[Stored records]
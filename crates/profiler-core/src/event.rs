//! Event types and the wire payload.

use std::fmt;

use serde::{Deserialize, Serialize};

use crate::ids::{EdgeId, RunId};

/// Lifecycle phase an event reports.
#[derive(Clone, Copy, Debug, Hash, PartialEq, Eq, Serialize, Deserialize)]
#[serde(rename_all = "snake_case")]
pub enum EventType {
    /// A named operation began.
    Started,
    /// A named operation finished.
    Ended,
}

impl EventType {
    /// Lowercase name used in logs.
    pub const fn as_str(self) -> &'static str {
        match self {
            Self::Started => "started",
            Self::Ended => "ended",
        }
    }
}

impl fmt::Display for EventType {
    fn fmt(&self, f: &mut fmt::Formatter<'_>) -> fmt::Result {
        f.write_str(self.as_str())
    }
}

/// Timestamp of an event, tagged by phase.
///
/// Flattened into [`EventMessage`] so exactly one of `started_time` or
/// `ended_time` appears on the wire.
#[derive(Clone, Copy, Debug, PartialEq, Eq, Serialize, Deserialize)]
pub enum EventTime {
    /// Seconds since epoch at which the operation started.
    #[serde(rename = "started_time")]
    Started(i64),
    /// Seconds since epoch at which the operation ended.
    #[serde(rename = "ended_time")]
    Ended(i64),
}

impl EventTime {
    /// Build the timestamp for the given phase.
    pub const fn new(event_type: EventType, timestamp: i64) -> Self {
        match event_type {
            EventType::Started => Self::Started(timestamp),
            EventType::Ended => Self::Ended(timestamp),
        }
    }

    /// Phase this timestamp belongs to.
    pub const fn event_type(self) -> EventType {
        match self {
            Self::Started(_) => EventType::Started,
            Self::Ended(_) => EventType::Ended,
        }
    }

    /// Seconds since epoch.
    pub const fn timestamp(self) -> i64 {
        match self {
            Self::Started(ts) | Self::Ended(ts) => ts,
        }
    }
}

/// Payload published to the events topic.
///
/// ```json
/// {"run_id":"r1","edge_id":7,"event_name":"init","event_value":"","started_time":1700000000}
/// ```
#[derive(Clone, Debug, PartialEq, Eq, Serialize, Deserialize)]
pub struct EventMessage {
    /// Run the event belongs to.
    pub run_id: RunId,
    /// Participant that emitted the event.
    pub edge_id: EdgeId,
    /// Caller-chosen label.
    pub event_name: String,
    /// Caller-supplied value, empty when none was given.
    pub event_value: String,
    /// Phase timestamp.
    #[serde(flatten)]
    pub time: EventTime,
}

impl EventMessage {
    /// Phase this message reports.
    pub const fn event_type(&self) -> EventType {
        self.time.event_type()
    }

    /// JSON encoding of the payload.
    ///
    /// Separators are compact (`,` and `:`). Earlier producers of this topic
    /// wrote `", "` and `": "`, so the bytes differ while the decoded object
    /// is the same; consumers parse the payload rather than compare it.
    pub fn to_json(&self) -> Result<String, serde_json::Error> {
        serde_json::to_string(self)
    }
}
// ==========================================
// 数据传输系统 - SQLite 连接初始化
// ==========================================
// 目标:
// - 统一所有 Connection::open 的 PRAGMA 行为
// - 统一 busy_timeout，减少并发写入（进度轮询 + 任务写入）时的 busy 错误
// - 提供建表脚本（任务记录 / 进度 / 配置）
// ==========================================

use rusqlite::Connection;
use rusqlite::OptionalExtension;
use std::time::Duration;

/// 默认 busy_timeout（毫秒）
pub const DEFAULT_BUSY_TIMEOUT_MS: u64 = 5_000;

/// 当前代码所期望的 schema_version
pub const CURRENT_SCHEMA_VERSION: i64 = 1;

/// 配置 SQLite 连接的统一 PRAGMA
///
/// 说明：
/// - foreign_keys / busy_timeout 需要"每个连接"单独配置
/// - 文件库启用 WAL，使轮询进程读取时不阻塞写入进程
pub fn configure_sqlite_connection(conn: &Connection) -> rusqlite::Result<()> {
    conn.execute_batch("PRAGMA foreign_keys = ON;")?;
    conn.busy_timeout(Duration::from_millis(DEFAULT_BUSY_TIMEOUT_MS))?;
    Ok(())
}

/// 打开 SQLite 连接并应用统一配置
pub fn open_sqlite_connection(db_path: &str) -> rusqlite::Result<Connection> {
    let conn = Connection::open(db_path)?;
    configure_sqlite_connection(&conn)?;
    if db_path != ":memory:" {
        // journal_mode 返回结果行，需用 query_row
        let _mode: String = conn.query_row("PRAGMA journal_mode = WAL;", [], |row| row.get(0))?;
    }
    Ok(conn)
}

/// 初始化数据库 schema（幂等）
pub fn init_schema(conn: &Connection) -> rusqlite::Result<()> {
    conn.execute_batch(
        r#"
        CREATE TABLE IF NOT EXISTS schema_version (
            version INTEGER PRIMARY KEY,
            applied_at TEXT NOT NULL DEFAULT (datetime('now'))
        );

        CREATE TABLE IF NOT EXISTS config_kv (
            scope_id TEXT NOT NULL,
            key TEXT NOT NULL,
            value TEXT NOT NULL,
            updated_at TEXT NOT NULL DEFAULT (datetime('now')),
            PRIMARY KEY (scope_id, key)
        );

        -- 数据传输记录表
        CREATE TABLE IF NOT EXISTS transfer_records (
            id INTEGER PRIMARY KEY AUTOINCREMENT,
            task_id TEXT NOT NULL UNIQUE,          -- 任务ID
            task_name TEXT NOT NULL,               -- 任务名称
            creator_id INTEGER NOT NULL,           -- 创建者ID
            type TEXT NOT NULL,                    -- import / export
            handler TEXT NOT NULL,                 -- 导入器/导出器注册键
            status TEXT NOT NULL,                  -- pending / processing / done / failed
            file_path TEXT,                        -- 文件路径
            properties TEXT,                       -- 附加参数 (JSON)
            error TEXT,                            -- 错误信息
            total_count INTEGER,                   -- 总数据量
            error_file_path TEXT,                  -- 错误文件路径
            started_at TEXT,
            ended_at TEXT,
            duration TEXT,                         -- 处理时长 HH:MM:SS
            approver_id INTEGER,
            approval_status TEXT,
            approval_comment TEXT,
            approval_at TEXT,
            created_at TEXT NOT NULL,
            updated_at TEXT NOT NULL
        );
        CREATE INDEX IF NOT EXISTS idx_transfer_records_creator ON transfer_records(creator_id);
        CREATE INDEX IF NOT EXISTS idx_transfer_records_type_status ON transfer_records(type, status);

        -- 任务进度（临时数据，带过期时间）
        CREATE TABLE IF NOT EXISTS transfer_progress (
            task_id TEXT PRIMARY KEY,
            title TEXT NOT NULL,
            started_at INTEGER,                    -- unix 毫秒
            finished_at INTEGER,
            processed INTEGER NOT NULL DEFAULT 0,
            total INTEGER,
            has_error INTEGER NOT NULL DEFAULT 0,
            error_rows INTEGER NOT NULL DEFAULT 0,
            failed INTEGER NOT NULL DEFAULT 0,
            expires_at INTEGER                     -- 为空表示不过期
        );
        "#,
    )?;

    conn.execute(
        "INSERT OR IGNORE INTO schema_version (version) VALUES (?1)",
        [CURRENT_SCHEMA_VERSION],
    )?;
    Ok(())
}

/// 读取 schema_version（若表不存在则返回 None）
pub fn read_schema_version(conn: &Connection) -> rusqlite::Result<Option<i64>> {
    let has_table: bool = conn
        .query_row(
            "SELECT 1 FROM sqlite_master WHERE type='table' AND name='schema_version' LIMIT 1",
            [],
            |_row| Ok(true),
        )
        .optional()?
        .unwrap_or(false);

    if !has_table {
        return Ok(None);
    }

    let v: Option<i64> =
        conn.query_row("SELECT MAX(version) FROM schema_version", [], |row| row.get(0))?;
    Ok(v)
}
// ==========================================
// 数据传输系统 - 导出审核门
// ==========================================
// 职责: 判断导出类型是否需要审核、创建审核申请、查询当前审核状态
// 说明:
// - 审核流程本身在外部系统，这里只定义接口
// - PolicyApprovalGate: 按审核类型集合判断，审核结果以持久记录为准
// ==========================================

use crate::domain::task::TransferTask;
use crate::domain::types::ApprovalStatus;
use std::collections::HashSet;
use std::sync::Mutex;
use tracing::info;

/// 不需要审核时自动通过的系统意见
pub const AUTO_APPROVAL_COMMENT: &str = "无需审核";

pub trait ApprovalGate: Send + Sync {
    /// 该审核类型是否需要审核
    fn is_approval_required(&self, approval_type: &str) -> bool;

    /// 为任务创建审核申请（Err 为失败原因）
    fn create_approval_request(&self, task: &TransferTask) -> Result<(), String>;

    /// 任务当前审核状态
    fn current_status(&self, task: &TransferTask) -> Result<ApprovalStatus, String>;
}

// ==========================================
// PolicyApprovalGate
// ==========================================
#[derive(Debug, Default)]
pub struct PolicyApprovalGate {
    required_types: HashSet<String>,
    requested: Mutex<Vec<String>>,
}

impl PolicyApprovalGate {
    /// 所有导出均无需审核
    pub fn permissive() -> Self {
        Self::default()
    }

    /// 指定需要审核的类型
    pub fn requiring<I, S>(types: I) -> Self
    where
        I: IntoIterator<Item = S>,
        S: Into<String>,
    {
        Self {
            required_types: types.into_iter().map(Into::into).collect(),
            requested: Mutex::new(Vec::new()),
        }
    }

    /// 已创建审核申请的任务 ID
    pub fn requested_tasks(&self) -> Vec<String> {
        self.requested
            .lock()
            .map(|ids| ids.clone())
            .unwrap_or_default()
    }
}

impl ApprovalGate for PolicyApprovalGate {
    fn is_approval_required(&self, approval_type: &str) -> bool {
        self.required_types.contains(approval_type)
    }

    fn create_approval_request(&self, task: &TransferTask) -> Result<(), String> {
        let mut requested = self
            .requested
            .lock()
            .map_err(|e| format!("审核申请登记失败: {}", e))?;
        requested.push(task.task_id.clone());
        info!(task_id = %task.task_id, task_name = %task.task_name, "已创建导出审核申请");
        Ok(())
    }

    fn current_status(&self, task: &TransferTask) -> Result<ApprovalStatus, String> {
        Ok(task.approval_status.unwrap_or(ApprovalStatus::Pending))
    }
}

• TASK INSTRUCTIONS:
Whenever a line in the records contains the word "PolicyApprovalGate", copy that line.

• RESPONSE TO THE TASK:
// - PolicyApprovalGate: 按审核类型集合判断，审核结果以持久记录为准
// PolicyApprovalGate
pub struct PolicyApprovalGate {
impl PolicyApprovalGate {
impl ApprovalGate for PolicyApprovalGate {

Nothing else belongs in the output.